Intervistato da Avvenire, il giornalista di guerra israeliano Itai Anghel racconta la sua esperienza al seguito di Tsahal. «Oggi la maggior parte dei terroristi non indossa una divisa, quindi diventa sempre più difficile combattere in un tessuto urbano di oltre due milioni di abitanti e distribuito su due livelli: quello di superficie e i tunnel, sotto», spiega Anghel. «Si possono uccidere i terroristi ma non le ideologie», aggiunge, «specie in un sistema in cui chi dovrebbe occuparsi dell’educazione – l’Unrwa – è spesso connivente con Hamas».

Ad opporsi a un’operazione a Rafah è il presidente Usa Joe Biden. Lo ha ribadito ieri a Netanyahu, riporta tra gli altri Repubblica, in una telefonata di circa mezz’ora. «Non è qualcosa che possiamo sostenere», ha detto un portavoce del dipartimento di Stato dopo la chiamata. Simile la posizione della Francia e dell’Ue. Biden, segnala sempre Repubblica, avrebbe ottenuto da Netanyahu la riapertura del valico di Kerem Shalom, chiuso domenica dopo l’attacco di Hamas che ha ucciso quattro soldati israeliani. Il Foglio aggiunge che il molo realizzato dagli Stati Uniti a largo di Gaza per portare via mare aiuti umanitari «dovrebbe essere pronto a giorni e il suo funzionamento non verrebbe intaccato da un’operazione pesante a Rafah».

Non solo l’Iran anche il Qatar è una minaccia internazionale, ha avvertito il ministro dell’Economia israeliano Nir Barkat nel corso di un incontro a Roma con la stampa italiana, riportato oggi da Libero. «Un lupo travestito da agnello». Così Barkat definisce il Qatar: «Sono il più grande finanziatore del terrorismo nel mondo. Giocano su tutti i tavoli, ma il loro cuore, la loro anima, la loro strategia e la loro visione fanno parte della malvagia alleanza della Jihad. Chiedetelo agli Emirati, chiedete ai sauditi quale sia la loro più grande minaccia. E capirete che la collaborazione tra Qatar e Iran rappresenta una minaccia seria».

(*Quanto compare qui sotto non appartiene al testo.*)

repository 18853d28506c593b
use std::env;
use std::str::FromStr;
use std::time::Duration;
use tracing::warn;

#[derive(Debug, Clone)]
pub struct AppConfig {
    pub supabase_url: String,
    pub supabase_anon_key: String,
    pub supabase_jwt_secret: String,
    pub realtime_connect_timeout_secs: u64,
    pub realtime_max_subscribers_per_room: usize,
    pub realtime_reconnect_max_attempts: u32,
    pub realtime_reconnect_backoff_ms: u64,
    pub port: u16,
}

impl AppConfig {
    pub fn from_env() -> Self {
        let config = Self {
            supabase_url: env::var("SUPABASE_URL")
                .unwrap_or_else(|_| {
                    warn!("SUPABASE_URL not set, using empty value");
                    String::new()
                }),
            supabase_anon_key: env::var("SUPABASE_ANON_PUBLIC_KEY")
                .unwrap_or_else(|_| {
                    warn!("SUPABASE_ANON_PUBLIC_KEY not set, using empty value");
                    String::new()
                }),
            supabase_jwt_secret: env::var("SUPABASE_JWT_SECRET")
                .unwrap_or_else(|_| {
                    warn!("SUPABASE_JWT_SECRET not set, using empty value");
                    String::new()
                }),
            realtime_connect_timeout_secs: parse_var("REALTIME_CONNECT_TIMEOUT_SECS", 10),
            realtime_max_subscribers_per_room: parse_var("REALTIME_MAX_SUBSCRIBERS_PER_ROOM", 16),
            realtime_reconnect_max_attempts: parse_var("REALTIME_RECONNECT_MAX_ATTEMPTS", 5),
            realtime_reconnect_backoff_ms: parse_var("REALTIME_RECONNECT_BACKOFF_MS", 500),
            port: parse_var("PORT", 3000),
        };

        if !config.is_configured() {
            warn!("Application not fully configured - missing environment variables");
        }

        config
    }

    pub fn is_configured(&self) -> bool {
        !self.supabase_url.is_empty()
            && !self.supabase_anon_key.is_empty()
            && !self.supabase_jwt_secret.is_empty()
    }

    pub fn connect_timeout(&self) -> Duration {
        Duration::from_secs(self.realtime_connect_timeout_secs)
    }

    pub fn reconnect_backoff(&self) -> Duration {
        Duration::from_millis(self.realtime_reconnect_backoff_ms)
    }
}

impl Default for AppConfig {
    fn default() -> Self {
        Self {
            supabase_url: String::new(),
            supabase_anon_key: String::new(),
            supabase_jwt_secret: String::new(),
            realtime_connect_timeout_secs: 10,
            realtime_max_subscribers_per_room: 16,
            realtime_reconnect_max_attempts: 5,
            realtime_reconnect_backoff_ms: 500,
            port: 3000,
        }
    }
}

fn parse_var<T: FromStr + Copy + std::fmt::Display>(name: &str, default: T) -> T {
    match env::var(name) {
        Ok(raw) => raw.trim().parse().unwrap_or_else(|_| {
            warn!("{} has invalid value '{}', using default {}", name, raw, default);
            default
        }),
        Err(_) => default,
    }
}
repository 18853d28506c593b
use std::net::SocketAddr;
use std::sync::Arc;
use dotenv::dotenv;
use tokio::net::TcpListener;
use tower_http::cors::{CorsLayer, Any};
use tower_http::trace::{self, TraceLayer};
use tracing::{Level, info};
use tracing_subscriber::{layer::SubscriberExt, util::SubscriberInitExt};

mod router;

use shared_config::AppConfig;

#[tokio::main]
async fn main() -> anyhow::Result<()> {
    // Loading Env Vars
    dotenv().ok();

    // Initialize tracing
    tracing_subscriber::registry()
        .with(tracing_subscriber::EnvFilter::new(
            std::env::var("RUST_LOG").unwrap_or_else(|_| "info,tower_http=debug".into()),
        ))
        .with(tracing_subscriber::fmt::layer())
        .init();

    info!("Starting telemedicine API server");

    let config = Arc::new(AppConfig::from_env());
    let port = config.port;

    let cors = CorsLayer::new()
        .allow_origin(Any)
        .allow_methods(Any)
        .allow_headers(Any);

    let app = router::create_router(config)
        .layer(
            TraceLayer::new_for_http()
                .make_span_with(trace::DefaultMakeSpan::new()
                    .level(Level::INFO))
                .on_response(trace::DefaultOnResponse::new()
                    .level(Level::INFO)),
        )
        .layer(cors);

    let addr = SocketAddr::from(([0, 0, 0, 0], port));
    info!("Listening on {}", addr);

    let listener = TcpListener::bind(addr).await?;
    axum::serve(listener, app).await?;

    Ok(())
}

«Ci sentiamo sempre più soli, pure in Italia. Un ebreo non può girare liberamente con segni identificativi. Non si può andare a pregare più come una volta, né accompagnare i propri figli a scuola, senza correre il rischio di essere insultati». È l’allarme lanciato dalla presidente dell’Unione delle Comunità Ebraiche Italiane Noemi Di Segni, intervistata oggi dal Tempo. «Non mi sento di dire che c’è una parte del governo o della politica che incita le persone contro gli ebrei, ma c’è piuttosto una sottovalutazione di alcune esplicitazioni o esternazioni. Si accettano determinate forme di protesta come se fossero libertà assolute e invece non lo sono affatto», spiega Di Segni. A proposito di violenza e pregiudizio, il Foglio racconta diversi episodi di antisemitismo avvenuti in Italia in questi mesi.

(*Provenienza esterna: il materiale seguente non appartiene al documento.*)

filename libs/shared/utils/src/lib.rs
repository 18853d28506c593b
pub mod extractor;
pub mod jwt;
pub mod test_utils;
use serde::{Deserialize, Serialize};

/// A single answer as returned by the `/answers` endpoint.
#[derive(Debug, Clone, PartialEq, Eq, Serialize, Deserialize)]
pub struct AnswerItem {
    pub question_id: u64,
    pub answer_id: u64,
    pub score: i64,
    pub comment_count: u32,
    pub is_accepted: bool,
}

/// One page of the answers search, including the paging envelope.
#[derive(Debug, Clone, Default, Serialize, Deserialize)]
pub struct AnswersPage {
    pub total: u64,
    pub page_size: u32,
    #[serde(default)]
    pub items: Vec<AnswerItem>,
    #[serde(default, skip_serializing_if = "Option::is_none")]
    pub has_more: Option<bool>,
    #[serde(default, skip_serializing_if = "Option::is_none")]
    pub quota_remaining: Option<u64>,
}

impl AnswersPage {
    /// Number of pages needed to cover `total`, falling back to `requested_size`
    /// when the remote reports a zero page size.
    pub fn total_pages(&self, requested_size: u32) -> u64 {
        let size = if self.page_size == 0 {
            requested_size
        } else {
            self.page_size
        };
        if size == 0 {
            return 0;
        }
        self.total.div_ceil(u64::from(size))
    }
}

/// Inclusive time range, in seconds since the epoch (UTC).
#[derive(Debug, Clone, Copy, PartialEq, Eq)]
pub struct QueryWindow {
    pub since: i64,
    pub until: i64,
}

impl QueryWindow {
    pub const fn new(since: i64, until: i64) -> Self {
        Self { since, until }
    }
}

/// Parameters for a single page of the answers search.
///
/// Everything except `page` stays fixed for the lifetime of a run.
#[derive(Debug, Clone, PartialEq, Eq)]
pub struct PageRequest {
    pub window: QueryWindow,
    pub order: &'static str,
    pub sort: &'static str,
    pub site: String,
    pub page: u64,
    pub page_size: u32,
    pub filter: String,
}

impl PageRequest {
    pub fn first(window: QueryWindow, site: &str, page_size: u32, filter: &str) -> Self {
        Self {
            window,
            order: "desc",
            sort: "activity",
            site: site.to_string(),
            page: 1,
            page_size,
            filter: filter.to_string(),
        }
    }

    pub fn for_page(&self, page: u64) -> Self {
        Self {
            page,
            ..self.clone()
        }
    }

    /// Flat query-string pairs in the order the API documents them.
    pub fn query_pairs(&self) -> Vec<(&'static str, String)> {
        vec![
            ("fromdate", self.window.since.to_string()),
            ("todate", self.window.until.to_string()),
            ("order", self.order.to_string()),
            ("sort", self.sort.to_string()),
            ("site", self.site.clone()),
            ("page", self.page.to_string()),
            ("pagesize", self.page_size.to_string()),
            ("filter", self.filter.clone()),
        ]
    }
}
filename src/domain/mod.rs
pub mod aggregate;
pub mod answers;
pub mod dates;
pub mod errors;
pub mod source;
pub mod stats;

// Re-exports
pub use aggregate::Aggregator;
pub use answers::{AnswerItem, AnswersPage, PageRequest, QueryWindow};
pub use errors::{DateError, StatsError, TransportError, TransportErrorKind};
pub use source::AnswerSource;
pub use stats::{StatsReport, TopAnswer, TopAnswers};
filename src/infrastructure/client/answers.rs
use std::time::Duration;

use anyhow::Context;
use async_trait::async_trait;
use reqwest::Url;
use reqwest::header::{CONTENT_TYPE, HeaderMap, HeaderValue};
use tracing::{debug, info};

use super::HttpFetcher;
use crate::domain::answers::{AnswersPage, PageRequest};
use crate::domain::errors::TransportError;
use crate::domain::source::AnswerSource;

/// Client for the Stack Exchange `/answers` search endpoint.
#[derive(Debug, Clone)]
pub struct StackExchangeClient {
    fetcher: HttpFetcher,
    url: Url,
    headers: HeaderMap,
}

impl StackExchangeClient {
    pub fn new(url: Url, timeout: Duration) -> Result<Self, TransportError> {
        let mut headers = HeaderMap::new();
        headers.insert(CONTENT_TYPE, HeaderValue::from_static("application/json"));

        Ok(Self {
            fetcher: HttpFetcher::new(timeout)?,
            url,
            headers,
        })
    }

    pub fn from_url(url: &str, timeout: Duration) -> anyhow::Result<Self> {
        let url = Url::parse(url).with_context(|| format!("invalid API url: {url}"))?;
        Self::new(url, timeout).context("failed to configure HTTP client")
    }
}

#[async_trait]
impl AnswerSource for StackExchangeClient {
    async fn fetch_page(&self, request: &PageRequest) -> Result<AnswersPage, TransportError> {
        let fetched = self
            .fetcher
            .get::<AnswersPage>(&self.url, &request.query_pairs(), &self.headers)
            .await?;

        info!(
            url = %fetched.final_url,
            status = fetched.status,
            page = request.page,
            "fetched answers page"
        );
        debug!(
            has_more = ?fetched.body.has_more,
            quota_remaining = ?fetched.body.quota_remaining,
            "answers page envelope"
        );

        Ok(fetched.body)
    }
}
use async_trait::async_trait;

use crate::domain::answers::{AnswersPage, PageRequest};
use crate::domain::errors::TransportError;

/// Where answer pages come from. The HTTP client is the production
/// implementation; tests substitute scripted page sequences.
#[async_trait]
pub trait AnswerSource: Send + Sync {
    async fn fetch_page(&self, request: &PageRequest) -> Result<AnswersPage, TransportError>;
}
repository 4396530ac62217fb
pub mod application;
pub mod domain;
pub mod infrastructure;
pub mod presentation;
pub mod stats;

pub use stats::{StatsService, compute_stats};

È stata presentata ieri sera a Torino l’associazione Sette Ottobre, nata per «difendere i valori di Israele, contro l’antisemitismo, contro il boicottaggio delle università» (Corriere Torino). «Quello del 7 ottobre è stato un pogrom, ma dal giorno dopo la narrazione si è capovolta», ha affermato Dario Disegni, presidente della Comunità ebraica di Torino durante l’evento. «È salito alla ribalta un movimento antisemita camuffato da antisionismo che sta conquistando l’opinione pubblica».

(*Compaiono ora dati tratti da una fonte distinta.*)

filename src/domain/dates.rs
use chrono::NaiveDateTime;

use crate::domain::errors::DateError;

pub const DATE_FORMAT: &str = "%Y%m%d %H:%M:%S";

/// Shape of `YYYYMMDD HH:MM:SS`, checked byte by byte. chrono accepts
/// unpadded fields, so the layout is enforced before parsing.
const DATE_SHAPE: &[u8; 17] = b"dddddddd dd:dd:dd";

/// Parse a `YYYYMMDD HH:MM:SS` string as UTC and return seconds since the epoch.
pub fn parse_timestamp(input: &str) -> Result<i64, DateError> {
    let invalid = || DateError {
        input: input.to_string(),
    };

    let bytes = input.as_bytes();
    if bytes.len() != DATE_SHAPE.len() {
        return Err(invalid());
    }
    let shape_matches = bytes
        .iter()
        .zip(DATE_SHAPE.iter())
        .all(|(b, expected)| match expected {
            b'd' => b.is_ascii_digit(),
            other => b == other,
        });
    if !shape_matches {
        return Err(invalid());
    }

    NaiveDateTime::parse_from_str(input, DATE_FORMAT)
        .map(|dt| dt.and_utc().timestamp())
        .map_err(|_| invalid())
}
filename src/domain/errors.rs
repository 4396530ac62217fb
use thiserror::Error;

#[derive(Debug, Clone, Copy, PartialEq, Eq)]
pub enum TransportErrorKind {
    Timeout,
    Connection,
    InvalidBody,
    Http,
}

impl TransportErrorKind {
    pub const fn as_str(self) -> &'static str {
        match self {
            TransportErrorKind::Timeout => "Request timed out with error",
            TransportErrorKind::Connection => "Server connection error",
            TransportErrorKind::InvalidBody => "Invalid remote data",
            TransportErrorKind::Http => "Generic HTTP error",
        }
    }
}

/// A failed request to the remote API. Never retried.
#[derive(Debug, Clone, Error)]
#[error("{}. Error: {message}", .kind.as_str())]
pub struct TransportError {
    pub kind: TransportErrorKind,
    pub message: String,
}

impl TransportError {
    pub fn new(kind: TransportErrorKind, message: impl Into<String>) -> Self {
        Self {
            kind,
            message: message.into(),
        }
    }

    pub fn timeout(message: impl Into<String>) -> Self {
        Self::new(TransportErrorKind::Timeout, message)
    }

    pub fn connection(message: impl Into<String>) -> Self {
        Self::new(TransportErrorKind::Connection, message)
    }

    pub fn invalid_body(message: impl Into<String>) -> Self {
        Self::new(TransportErrorKind::InvalidBody, message)
    }

    pub fn http(message: impl Into<String>) -> Self {
        Self::new(TransportErrorKind::Http, message)
    }
}

#[derive(Debug, Error)]
pub enum StatsError {
    /// The first page reported more pages than the configured cap allows.
    #[error("Dangerous remote data. Max page count is {max_pages} but got {total_pages}.")]
    RemoteDataTooLarge { max_pages: u64, total_pages: u64 },
    #[error(transparent)]
    Transport(#[from] TransportError),
}

impl StatsError {
    pub fn is_too_large(&self) -> bool {
        matches!(self, StatsError::RemoteDataTooLarge { .. })
    }
}

#[derive(Debug, Clone, PartialEq, Eq, Error)]
#[error("invalid date {input:?}: expected YYYYMMDD HH:MM:SS")]
pub struct DateError {
    pub input: String,
}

Ieri sono stati assegnati i premi Pulitzer. Per la saggistica a vincere è stato Nathan Thrall, californiano che vive a Gerusalemme, con il suo A Day in the Life of Abed Salama: Anatomy of a Jerusalem Tragedy (pubblicato in Italia da Neri Pozza con il titolo Un giorno nella vita di Abed Salama). Premiati anche i giornalisti del New York Times, riporta il Corriere, «per la copertura dell’attacco di Hamas contro Israele il 7 ottobre scorso, il fiasco dell’intelligence israeliana e la risposta militare di Israele».